La plus puissante, la plus meurtrière, la plus lourde en conséquences climatiques et économiques du dernier demi-millénaire : l’éruption que les scientifiques s’apprêtent à commémorer a marqué l’histoire. Plusieurs réunions internationales sont prévues d’ici à l’été, la première à Berne, du 7 au 11 avril. Quant à la revue Nature Geoscience, elle consacre à l’événement quatre articles et son éditorial, afin d’appeler la communauté scientifique à bien mesurer les risques que pareil cataclysme ferait aujourd’hui courir à notre planète.
Colonnes de flammes
Car c’est bien un déluge qui s’est abattu sur le monde cette année-là. Les 10 et 11 avril 1815, pendant vingt heures, le feu se déchaîne. Le volcan, haut de 4 300 mètres, crache plus de 35 kilomètres cubes de magma dense. « Il est classé au niveau 7 sur une échelle de 8 degrés, c’est considérable », insiste Patrick Allard, de l’Institut de physique du globe de Paris, premier vulcanologue à être descendu dans le cratère, en 1979. Le sommet est pulvérisé, la montagne ramenée à 2 850 m.

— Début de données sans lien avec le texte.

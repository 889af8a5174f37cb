//! Account/action/table identifiers.
//!
//! The Antelope "name" is a 64-bit integer; callers that need the base-32
//! text form (`"eosio.token"`) own the ABI codec for it (spec §1, out of
//! scope here) and hand us the raw `u64`. Ordering and equality are
//! unsigned, but the WASM ABI boundary passes names as signed `i64` values
//! (spec §6), so [`Name`] carries both conversions.

use serde::{Deserialize, Serialize};
use std::fmt;

#[derive(Debug, Clone, Copy, PartialEq, Eq, PartialOrd, Ord, Hash, Serialize, Deserialize)]
pub struct Name(pub u64);

impl Name {
    pub const EMPTY: Name = Name(0);

    pub fn new(value: u64) -> Self {
        Name(value)
    }

    /// Construct from the signed 64-bit representation used at the WASM
    /// ABI boundary (spec §6: "the WASM linear ABI uses signed 64-bit ints").
    pub fn from_i64(value: i64) -> Self {
        Name(value as u64)
    }

    pub fn as_u64(self) -> u64 {
        self.0
    }

    /// Two's-complement reinterpretation for return across the ABI boundary.
    pub fn as_i64(self) -> i64 {
        self.0 as i64
    }

    pub fn is_empty(self) -> bool {
        self.0 == 0
    }
}

impl fmt::Display for Name {
    fn fmt(&self, f: &mut fmt::Formatter<'_>) -> fmt::Result {
        write!(f, "{}", self.0)
    }
}

impl From<u64> for Name {
    fn from(value: u64) -> Self {
        Name(value)
    }
}

#[cfg(test)]
mod tests {
    use super::*;

    #[test]
    fn signed_unsigned_roundtrip() {
        let n = Name::new(u64::MAX);
        assert_eq!(Name::from_i64(n.as_i64()), n);
    }

    #[test]
    fn empty_is_zero() {
        assert!(Name::EMPTY.is_empty());
        assert!(!Name::new(1).is_empty());
    }

    #[test]
    fn ordering_is_unsigned() {
        let a = Name::new(1);
        let b = Name::new(u64::MAX);
        // b's signed i64 representation is negative; Name ordering must
        // stay unsigned regardless.
        assert!(a < b);
        assert!(b.as_i64() < 0);
    }
}
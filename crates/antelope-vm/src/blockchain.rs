//! Process-wide chain state (spec §9 "Global state"): accounts, the
//! multi-index [`Store`], the caller-injected clock/block number, the
//! activated-feature set, and the retained per-action trace list.
//!
//! Grounded on the teacher's `WasmEngine`, which owns `contracts:
//! BTreeMap<Name, Contract>` as a single struct threaded explicitly into
//! every execution rather than a process-global — this is that same shape,
//! generalized to the Antelope action-execution model (accounts +
//! multi-index tables instead of one flat state map per contract).

use crate::account::Account;
use crate::context::ActionTrace;
use crate::name::Name;
use crate::store::Store;
use std::collections::{BTreeMap, HashSet};

/// Block time/number source (spec §1: "block time and block number
/// sources" are external collaborators). Callers inject one; tests use
/// [`FixedClock`].
pub trait Clock {
    fn now_micros(&self) -> u64;
    fn block_num(&self) -> u32;
}

/// A `Clock` that always returns the same instant, settable at any time —
/// the shape spec §8's scenario 1 needs ("Set clock=500 ms; send exec(time)").
#[derive(Debug, Clone, Copy, Default)]
pub struct FixedClock {
    micros: u64,
    block_num: u32,
}

impl FixedClock {
    pub fn new() -> Self {
        FixedClock::default()
    }

    pub fn set_millis(&mut self, millis: u64) {
        self.micros = millis * 1_000;
    }

    pub fn set_micros(&mut self, micros: u64) {
        self.micros = micros;
    }

    pub fn set_block_num(&mut self, block_num: u32) {
        self.block_num = block_num;
    }
}

impl Clock for FixedClock {
    fn now_micros(&self) -> u64 {
        self.micros
    }

    fn block_num(&self) -> u32 {
        self.block_num
    }
}

/// Owns every piece of state that survives across actions within one
/// process (spec §3 Lifecycle: "Accounts live in a process-wide Blockchain
/// state until explicit reset"). Passed explicitly into the [`crate::dispatcher::Dispatcher`]
/// and [`crate::host::HostEnv`] rather than held behind a process-global.
pub struct Blockchain {
    pub accounts: BTreeMap<Name, Account>,
    pub store: Store,
    pub clock: FixedClock,
    pub activated_features: HashSet<[u8; 32]>,
    pub traces: Vec<ActionTrace>,
}

impl Blockchain {
    pub fn new() -> Self {
        Blockchain {
            accounts: BTreeMap::new(),
            store: Store::new(),
            clock: FixedClock::new(),
            activated_features: HashSet::new(),
            traces: Vec::new(),
        }
    }

    /// Creates an account with an empty permission set if it doesn't
    /// already exist; returns the existing one unchanged otherwise.
    pub fn create_account(&mut self, name: Name) -> &mut Account {
        self.accounts
            .entry(name)
            .or_insert_with(|| Account::new(name, self.clock.now_micros()))
    }

    pub fn account(&self, name: Name) -> Option<&Account> {
        self.accounts.get(&name)
    }

    pub fn account_mut(&mut self, name: Name) -> Option<&mut Account> {
        self.accounts.get_mut(&name)
    }

    pub fn is_account(&self, name: Name) -> bool {
        self.accounts.contains_key(&name)
    }

    pub fn activate_feature(&mut self, digest: [u8; 32]) {
        self.activated_features.insert(digest);
    }

    pub fn is_feature_activated(&self, digest: &[u8; 32]) -> bool {
        self.activated_features.contains(digest)
    }

    /// Drops all accounts, tables, traces, and the activated-feature set,
    /// but keeps the clock's current reading (spec §3: "until explicit
    /// reset" — the clock is caller-owned, not chain state).
    pub fn reset(&mut self) {
        self.accounts.clear();
        self.store.reset();
        self.activated_features.clear();
        self.traces.clear();
    }
}

impl Default for Blockchain {
    fn default() -> Self {
        Blockchain::new()
    }
}

#[cfg(test)]
mod tests {
    use super::*;

    #[test]
    fn create_account_is_idempotent() {
        let mut chain = Blockchain::new();
        chain.create_account(Name::new(1));
        chain.create_account(Name::new(1));
        assert_eq!(chain.accounts.len(), 1);
        assert!(chain.is_account(Name::new(1)));
        assert!(!chain.is_account(Name::new(2)));
    }

    #[test]
    fn fixed_clock_reports_injected_time() {
        let mut clock = FixedClock::new();
        clock.set_millis(500);
        assert_eq!(clock.now_micros(), 500_000);
        clock.set_millis(1000);
        assert_eq!(clock.now_micros(), 1_000_000);
    }

    #[test]
    fn reset_clears_accounts_and_tables_but_keeps_clock() {
        let mut chain = Blockchain::new();
        chain.create_account(Name::new(1));
        chain.clock.set_millis(42);
        chain.reset();
        assert!(chain.accounts.is_empty());
        assert_eq!(chain.clock.now_micros(), 42_000);
    }

    #[test]
    fn feature_activation_membership() {
        let mut chain = Blockchain::new();
        let digest = [7u8; 32];
        assert!(!chain.is_feature_activated(&digest));
        chain.activate_feature(digest);
        assert!(chain.is_feature_activated(&digest));
    }
}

Les explosions sont entendues jusqu’à Sumatra, à 2 000 km. Dans le ciel, trois colonnes de flamme s’élèvent, qui bientôt fusionnent puis s’effondrent, sous le poids de la matière. Après la pluie de roches, des nuées ardentes s’abattent sur l’île de Sumbawa, dans l’est de l’archipel indonésien. La ville de Sanggar est ravagée, laissant 15 000 personnes sans vie. Des vagues de 10 mètres frappent les villages de pêcheurs. Sur toute l’île et plus loin dans le pays, tsunamis, famines et épidémies font entre 50 000 et 70 000 victimes, suivant les bilans.
« Comment responsabiliser une société pour des phénomènes qui surviennent une ou deux fois par millénaire ? », s’interroge le géographe Clive Oppenheimer
Les informations sont lacunaires. Les Britanniques assurent un intérim entre deux règnes néerlandais sur l’archipel et leur administration est défaillante. Alors qu’en 1883, lors de l’éruption du Krakatoa (Indonésie, 36 000 morts), le télégraphe permettra une circulation rapide des données, Morse n’a pas encore mis au point son invention en cette année 1815. Aussi l’événement reste-t-il cantonné aux frontières.